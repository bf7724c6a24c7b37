// API data export: a flat, consumer-friendly projection of a document that is
// stored next to the HTML. Consecutive list items collapse into one entry.

use serde::{Deserialize, Serialize};
use serde_json::{Map, Value};
use tracing::warn;

use super::content_document::{Block, BlockType, ContentDocument};
use super::entity::EntityData;
use super::html_converter::inline_content_to_html;
use super::raw::block_type_name;

const DEFAULT_ALIGNMENT: &str = "center";

#[derive(Debug, Clone, PartialEq, Serialize, Deserialize)]
pub struct ApiDataBlock {
    pub id: String,
    #[serde(rename = "type")]
    pub block_type: String,
    pub alignment: String,
    pub content: Vec<Value>,
    pub styles: Map<String, Value>,
}

impl ApiDataBlock {
    fn new(id: &str, block_type: impl Into<String>, content: Vec<Value>) -> Self {
        ApiDataBlock {
            id: id.to_string(),
            block_type: block_type.into(),
            alignment: DEFAULT_ALIGNMENT.to_string(),
            content,
            styles: Map::new(),
        }
    }
}

pub fn document_to_api_data(doc: &ContentDocument) -> Vec<ApiDataBlock> {
    let mut output = Vec::new();
    let blocks = doc.blocks();
    let mut i = 0;

    while i < blocks.len() {
        let block = &blocks[i];

        if let BlockType::ListItem { .. } = block.block_type {
            let mut items = Vec::new();
            while i < blocks.len() && blocks[i].block_type == block.block_type {
                items.push(Value::String(inline_content_to_html(&blocks[i].content, false)));
                i += 1;
            }
            output.push(ApiDataBlock::new(&block.key, block_type_name(&block.block_type), items));
            continue;
        }

        output.push(match block.block_type {
            BlockType::Atomic => atomic_to_api_data(doc, block),
            _ => {
                let preformatted = block.block_type == BlockType::CodeBlock;
                let html = inline_content_to_html(&block.content, preformatted);
                ApiDataBlock::new(&block.key, block_type_name(&block.block_type), vec![Value::String(html)])
            }
        });
        i += 1;
    }

    output
}

fn atomic_to_api_data(doc: &ContentDocument, block: &Block) -> ApiDataBlock {
    let entity = block
        .entity
        .as_ref()
        .and_then(|key| doc.entities().get(key).ok());
    let Some(entity) = entity else {
        warn!(block = %block.key, "atomic block without entity in api data");
        return ApiDataBlock::new(&block.key, block_type_name(&block.block_type), Vec::new());
    };

    let payload = entity.data.to_value().unwrap_or_else(|err| {
        warn!(entity = %entity.key, "entity payload is not JSON, exporting as text: {err}");
        Value::String(entity.data.to_json().unwrap_or_default())
    });

    let mut api = ApiDataBlock::new(&block.key, entity.data.type_tag(), vec![payload]);
    if let EntityData::Image(image) = &entity.data
        && let Some(alignment) = image.alignment
    {
        api.alignment = alignment.as_str().to_string();
    }
    api
}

* **Activity**
When you reach the end of the data, retype all of it exactly.

* **Task result**
repository bf7724c6a24c7b37
// API data export: a flat, consumer-friendly projection of a document that is
// stored next to the HTML. Consecutive list items collapse into one entry.

use serde::{Deserialize, Serialize};
use serde_json::{Map, Value};
use tracing::warn;

use super::content_document::{Block, BlockType, ContentDocument};
use super::entity::EntityData;
use super::html_converter::inline_content_to_html;
use super::raw::block_type_name;

const DEFAULT_ALIGNMENT: &str = "center";

#[derive(Debug, Clone, PartialEq, Serialize, Deserialize)]
pub struct ApiDataBlock {
    pub id: String,
    #[serde(rename = "type")]
    pub block_type: String,
    pub alignment: String,
    pub content: Vec<Value>,
    pub styles: Map<String, Value>,
}

impl ApiDataBlock {
    fn new(id: &str, block_type: impl Into<String>, content: Vec<Value>) -> Self {
        ApiDataBlock {
            id: id.to_string(),
            block_type: block_type.into(),
            alignment: DEFAULT_ALIGNMENT.to_string(),
            content,
            styles: Map::new(),
        }
    }
}

pub fn document_to_api_data(doc: &ContentDocument) -> Vec<ApiDataBlock> {
    let mut output = Vec::new();
    let blocks = doc.blocks();
    let mut i = 0;

    while i < blocks.len() {
        let block = &blocks[i];

        if let BlockType::ListItem { .. } = block.block_type {
            let mut items = Vec::new();
            while i < blocks.len() && blocks[i].block_type == block.block_type {
                items.push(Value::String(inline_content_to_html(&blocks[i].content, false)));
                i += 1;
            }
            output.push(ApiDataBlock::new(&block.key, block_type_name(&block.block_type), items));
            continue;
        }

        output.push(match block.block_type {
            BlockType::Atomic => atomic_to_api_data(doc, block),
            _ => {
                let preformatted = block.block_type == BlockType::CodeBlock;
                let html = inline_content_to_html(&block.content, preformatted);
                ApiDataBlock::new(&block.key, block_type_name(&block.block_type), vec![Value::String(html)])
            }
        });
        i += 1;
    }

    output
}

fn atomic_to_api_data(doc: &ContentDocument, block: &Block) -> ApiDataBlock {
    let entity = block
        .entity
        .as_ref()
        .and_then(|key| doc.entities().get(key).ok());
    let Some(entity) = entity else {
        warn!(block = %block.key, "atomic block without entity in api data");
        return ApiDataBlock::new(&block.key, block_type_name(&block.block_type), Vec::new());
    };

    let payload = entity.data.to_value().unwrap_or_else(|err| {
        warn!(entity = %entity.key, "entity payload is not JSON, exporting as text: {err}");
        Value::String(entity.data.to_json().unwrap_or_default())
    });

    let mut api = ApiDataBlock::new(&block.key, entity.data.type_tag(), vec![payload]);
    if let EntityData::Image(image) = &entity.data
        && let Some(alignment) = image.alignment
    {
        api.alignment = alignment.as_str().to_string();
    }
    api
}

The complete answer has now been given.